Alex Abdo, the institute's senior staff attorney, likened Twitter to a modern form of town hall meeting or public comment periods for government agency proposals, both venues where U.S. law requires even-handed treatment of speech.
Eric Goldman, a Santa Clara University law professor who focuses on internet law, said that previous cases involving politicians blocking users on Facebook (FB.O) supported the Knight Institute's position.
If the institute should sue, Trump could claim his @realDonaldTrump account is for personal use and separate from his official duties as president, Goldman said. But he called that defense "laughable."
Trump also has a presidential @POTUS Twitter account. The Knight Institute said its arguments would apply with "equal force" to both accounts.
Trump's Twitter use has drawn intense media attention for his unvarnished commentary about his agenda and attacks on critics. His tweets are often retweeted tens of thousands of times, and can shape the news cycle.
Legal experts have said his tweets may directly affect policy.
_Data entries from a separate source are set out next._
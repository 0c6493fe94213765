//! DerivedViewProjector - pure projections from store + cart to screens.
//!
//! Every function here is referentially transparent: no IO, no interior
//! state, and ties are always broken by product id, so projecting the same
//! inputs twice yields structurally equal output. Renderers rely on that to
//! skip redundant work by comparing the previous and next value.

use crate::{
    CartLineId, CartTable, EntityStore, Price, ProductId, ProductSnapshot, ProductStatus,
};
use serde::{Deserialize, Serialize};
use std::cmp::Ordering;
use std::collections::BTreeMap;

/// Default catalog page size.
pub const DEFAULT_PAGE_SIZE: usize = 12;

/// Default number of best-seller cards.
pub const DEFAULT_BEST_SELLERS: usize = 8;

/// Field the catalog is ordered by.
#[derive(Debug, Clone, Copy, PartialEq, Eq, Hash, Serialize, Deserialize)]
#[serde(rename_all = "camelCase")]
pub enum SortKey {
    Price,
    Stock,
    Sold,
    /// Most recently listed first, by product id
    Newest,
}

#[derive(Debug, Clone, Copy, PartialEq, Eq, Hash, Default, Serialize, Deserialize)]
#[serde(rename_all = "camelCase")]
pub enum SortDirection {
    #[default]
    Ascending,
    Descending,
}

/// The one active sort. Setting a new sort replaces the previous one.
#[derive(Debug, Clone, Copy, PartialEq, Eq, Hash, Serialize, Deserialize)]
#[serde(rename_all = "camelCase")]
pub struct Sort {
    pub key: SortKey,
    pub direction: SortDirection,
}

/// Filters, sort and pagination cursor for the catalog view.
#[derive(Debug, Clone, PartialEq, Eq, Serialize, Deserialize)]
#[serde(rename_all = "camelCase")]
pub struct CatalogFilter {
    /// Case-insensitive substring of the product name
    pub search: Option<String>,
    pub category: Option<String>,
    pub status: Option<ProductStatus>,
    pub seller_id: Option<String>,
    pub min_price: Option<Price>,
    pub max_price: Option<Price>,
    /// Hide products whose displayed stock is zero
    pub in_stock_only: bool,
    pub sort: Option<Sort>,
    /// 1-based page number
    pub page: usize,
    pub page_size: usize,
}

impl Default for CatalogFilter {
    fn default() -> Self {
        Self {
            search: None,
            category: None,
            status: None,
            seller_id: None,
            min_price: None,
            max_price: None,
            in_stock_only: false,
            sort: None,
            page: 1,
            page_size: DEFAULT_PAGE_SIZE,
        }
    }
}

impl CatalogFilter {
    pub fn new() -> Self {
        Self::default()
    }

    pub fn search(mut self, text: impl Into<String>) -> Self {
        self.search = Some(text.into());
        self.page = 1;
        self
    }

    pub fn category(mut self, category: impl Into<String>) -> Self {
        self.category = Some(category.into());
        self.page = 1;
        self
    }

    pub fn status(mut self, status: ProductStatus) -> Self {
        self.status = Some(status);
        self.page = 1;
        self
    }

    pub fn seller(mut self, seller_id: impl Into<String>) -> Self {
        self.seller_id = Some(seller_id.into());
        self.page = 1;
        self
    }

    pub fn price_range(mut self, min: Option<Price>, max: Option<Price>) -> Self {
        self.min_price = min;
        self.max_price = max;
        self.page = 1;
        self
    }

    pub fn in_stock_only(mut self, enabled: bool) -> Self {
        self.in_stock_only = enabled;
        self.page = 1;
        self
    }

    /// Sort by a single key. Any previous sort is discarded.
    pub fn sort_by(mut self, key: SortKey, direction: SortDirection) -> Self {
        self.sort = Some(Sort { key, direction });
        self
    }

    pub fn page(mut self, page: usize) -> Self {
        self.page = page.max(1);
        self
    }

    pub fn page_size(mut self, page_size: usize) -> Self {
        self.page_size = page_size.max(1);
        self
    }

    fn matches(&self, product: &ProductSnapshot) -> bool {
        if let Some(search) = &self.search {
            let needle = search.trim().to_lowercase();
            if !needle.is_empty() && !product.name.to_lowercase().contains(&needle) {
                return false;
            }
        }
        if self.category.as_ref().is_some_and(|c| *c != product.category) {
            return false;
        }
        if self.status.is_some_and(|s| s != product.status) {
            return false;
        }
        if self.seller_id.as_ref().is_some_and(|s| *s != product.seller_id) {
            return false;
        }
        if self.min_price.is_some_and(|min| product.price < min) {
            return false;
        }
        if self.max_price.is_some_and(|max| product.price > max) {
            return false;
        }
        !(self.in_stock_only && product.available() == 0)
    }
}

/// A product as rendered in the catalog and best-seller lists.
#[derive(Debug, Clone, PartialEq, Eq, Serialize, Deserialize)]
#[serde(rename_all = "camelCase")]
pub struct ProductCard {
    pub product_id: ProductId,
    pub name: String,
    pub category: String,
    pub status: ProductStatus,
    pub price: Price,
    /// Displayed stock, optimistic reservations included
    pub available_stock: u64,
    pub sold: u64,
    /// Quantity of this product in the local cart
    pub in_cart: u32,
}

impl ProductCard {
    fn from_product(product: &ProductSnapshot, cart: &CartTable) -> Self {
        Self {
            product_id: product.id.clone(),
            name: product.name.clone(),
            category: product.category.clone(),
            status: product.status,
            price: product.price,
            available_stock: product.available(),
            sold: product.sold,
            in_cart: cart.quantity(&product.id),
        }
    }
}

#[derive(Debug, Clone, PartialEq, Eq, Serialize, Deserialize)]
#[serde(rename_all = "camelCase")]
pub struct CatalogPage {
    pub cards: Vec<ProductCard>,
    pub page: usize,
    pub page_size: usize,
    pub total_items: usize,
    pub total_pages: usize,
}

/// Health of a cart line relative to its product.
#[derive(Debug, Clone, Copy, PartialEq, Eq, Serialize, Deserialize)]
#[serde(rename_all = "camelCase")]
pub enum LineState {
    Available,
    /// Local reservations exceed the server's stock
    OutOfStock,
    /// The product exists but is no longer approved for sale
    Unavailable,
    /// The product is gone from the store
    Vanished,
}

#[derive(Debug, Clone, PartialEq, Eq, Serialize, Deserialize)]
#[serde(rename_all = "camelCase")]
pub struct CartLineView {
    pub line_id: CartLineId,
    pub product_id: ProductId,
    pub name: Option<String>,
    pub quantity: u32,
    pub unit_price: Price,
    pub line_total: Price,
    pub state: LineState,
}

#[derive(Debug, Clone, Default, PartialEq, Eq, Serialize, Deserialize)]
#[serde(rename_all = "camelCase")]
pub struct CartView {
    pub lines: Vec<CartLineView>,
    pub subtotal: Price,
    pub total_units: u64,
}

#[derive(Debug, Clone, Copy, Default, PartialEq, Eq, Serialize, Deserialize)]
#[serde(rename_all = "camelCase")]
pub struct BadgeCounter {
    pub number: u64,
    pub show: bool,
}

impl BadgeCounter {
    pub fn new(number: u64) -> Self {
        Self {
            number,
            show: number > 0,
        }
    }
}

#[derive(Debug, Clone, Copy, Default, PartialEq, Eq, Serialize, Deserialize)]
#[serde(rename_all = "camelCase")]
pub struct Badges {
    /// Units awaiting server confirmation
    pub pending: BadgeCounter,
    /// Units in the cart
    pub cart: BadgeCounter,
}

/// Which projection to read.
#[derive(Debug, Clone, Copy, PartialEq, Eq, Hash, Serialize, Deserialize)]
#[serde(rename_all = "camelCase")]
pub enum ViewKind {
    Catalog,
    BestSellers,
    Cart,
    Badges,
}

/// One projection, tagged by kind.
#[derive(Debug, Clone, PartialEq, Eq, Serialize, Deserialize)]
#[serde(tag = "kind", content = "view", rename_all = "camelCase")]
pub enum View {
    Catalog(CatalogPage),
    BestSellers(Vec<ProductCard>),
    Cart(CartView),
    Badges(Badges),
}

/// Every projection, computed together from one consistent state.
#[derive(Debug, Clone, PartialEq, Eq, Serialize, Deserialize)]
#[serde(rename_all = "camelCase")]
pub struct ViewSet {
    pub catalog: CatalogPage,
    pub best_sellers: Vec<ProductCard>,
    pub cart: CartView,
    pub badges: Badges,
}

impl Default for ViewSet {
    fn default() -> Self {
        Self {
            catalog: CatalogPage {
                cards: Vec::new(),
                page: 1,
                page_size: DEFAULT_PAGE_SIZE,
                total_items: 0,
                total_pages: 0,
            },
            best_sellers: Vec::new(),
            cart: CartView::default(),
            badges: Badges::default(),
        }
    }
}

impl ViewSet {
    pub fn get(&self, kind: ViewKind) -> View {
        match kind {
            ViewKind::Catalog => View::Catalog(self.catalog.clone()),
            ViewKind::BestSellers => View::BestSellers(self.best_sellers.clone()),
            ViewKind::Cart => View::Cart(self.cart.clone()),
            ViewKind::Badges => View::Badges(self.badges),
        }
    }
}

fn compare(a: &ProductSnapshot, b: &ProductSnapshot, sort: Option<Sort>) -> Ordering {
    let primary = match sort {
        None => Ordering::Equal,
        Some(Sort { key, direction }) => {
            let ordering = match key {
                SortKey::Price => a.price.cmp(&b.price),
                SortKey::Stock => a.available().cmp(&b.available()),
                SortKey::Sold => a.sold.cmp(&b.sold),
                SortKey::Newest => b.id.cmp(&a.id),
            };
            match direction {
                SortDirection::Ascending => ordering,
                SortDirection::Descending => ordering.reverse(),
            }
        }
    };
    primary.then_with(|| a.id.cmp(&b.id))
}

/// Filtered, sorted, paginated catalog.
///
/// A page past the end clamps to the last page.
pub fn catalog_view(store: &EntityStore, cart: &CartTable, filter: &CatalogFilter) -> CatalogPage {
    let mut matching: Vec<&ProductSnapshot> = store.iter().filter(|p| filter.matches(p)).collect();
    matching.sort_by(|a, b| compare(a, b, filter.sort));

    let page_size = filter.page_size.max(1);
    let total_items = matching.len();
    let total_pages = total_items.div_ceil(page_size);
    let page = filter.page.clamp(1, total_pages.max(1));

    let cards = matching
        .into_iter()
        .skip((page - 1) * page_size)
        .take(page_size)
        .map(|p| ProductCard::from_product(p, cart))
        .collect();

    CatalogPage {
        cards,
        page,
        page_size,
        total_items,
        total_pages,
    }
}

/// Top approved products by units sold.
pub fn best_sellers_view(store: &EntityStore, cart: &CartTable, limit: usize) -> Vec<ProductCard> {
    let mut approved: Vec<&ProductSnapshot> = store.iter().filter(|p| p.is_purchasable()).collect();
    approved.sort_by(|a, b| {
        compare(
            a,
            b,
            Some(Sort {
                key: SortKey::Sold,
                direction: SortDirection::Descending,
            }),
        )
    });
    approved
        .into_iter()
        .take(limit)
        .map(|p| ProductCard::from_product(p, cart))
        .collect()
}

/// Cart lines joined to their products, oldest line first.
pub fn cart_view(store: &EntityStore, cart: &CartTable) -> CartView {
    let mut dated: Vec<(u64, CartLineView)> = cart
        .lines()
        .map(|line| {
            let product = store.get(&line.product_id);
            let state = match product {
                None => LineState::Vanished,
                Some(p) if !p.is_purchasable() => LineState::Unavailable,
                Some(p) if p.is_oversubscribed() => LineState::OutOfStock,
                Some(_) => LineState::Available,
            };
            let view = CartLineView {
                line_id: line.id.clone(),
                product_id: line.product_id.clone(),
                name: product.map(|p| p.name.clone()),
                quantity: line.quantity,
                unit_price: line.unit_price_snapshot,
                line_total: line.total(),
                state,
            };
            (line.added_at, view)
        })
        .collect();
    dated.sort_by(|(at_a, a), (at_b, b)| at_a.cmp(at_b).then_with(|| a.line_id.cmp(&b.line_id)));
    let lines: Vec<CartLineView> = dated.into_iter().map(|(_, view)| view).collect();

    let subtotal = lines
        .iter()
        .map(|l| l.line_total)
        .fold(0, Price::saturating_add);

    CartView {
        lines,
        subtotal,
        total_units: cart.total_units(),
    }
}

/// Pending-confirmation and cart badges.
///
/// `pending` maps products to units reserved by unconfirmed writes; a
/// pending release counts by its magnitude.
pub fn badge_view(pending: &BTreeMap<ProductId, i64>, cart: &CartTable) -> Badges {
    let pending_units = pending.values().map(|units| units.unsigned_abs()).sum();
    Badges {
        pending: BadgeCounter::new(pending_units),
        cart: BadgeCounter::new(cart.total_units()),
    }
}

/// All projections at once.
pub fn project(
    store: &EntityStore,
    cart: &CartTable,
    pending: &BTreeMap<ProductId, i64>,
    filter: &CatalogFilter,
    best_seller_limit: usize,
) -> ViewSet {
    ViewSet {
        catalog: catalog_view(store, cart, filter),
        best_sellers: best_sellers_view(store, cart, best_seller_limit),
        cart: cart_view(store, cart),
        badges: badge_view(pending, cart),
    }
}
A chain of postings about his travel ban may hamper his administration's defense in courts.
The letter said Trump or his aides blocked the accounts @AynRandPaulRyan and @joepabike, belonging to songwriter Holly O'Reilly and professional cyclist and author Joseph M. Papp, respectively.
O'Reilly was blocked on May 28 after posting a brief animated clip of Pope Francis appearing uncomfortable during a meeting with Trump with a caption, "this is pretty much how the whole world sees you," the letter said.
Papp learned he was blocked on June 4 after responding to a Trump tweet with a tweet labeling the president a "#fake leader."
The accounts are just two of several that have been blocked by Trump or his aides, Abdo said.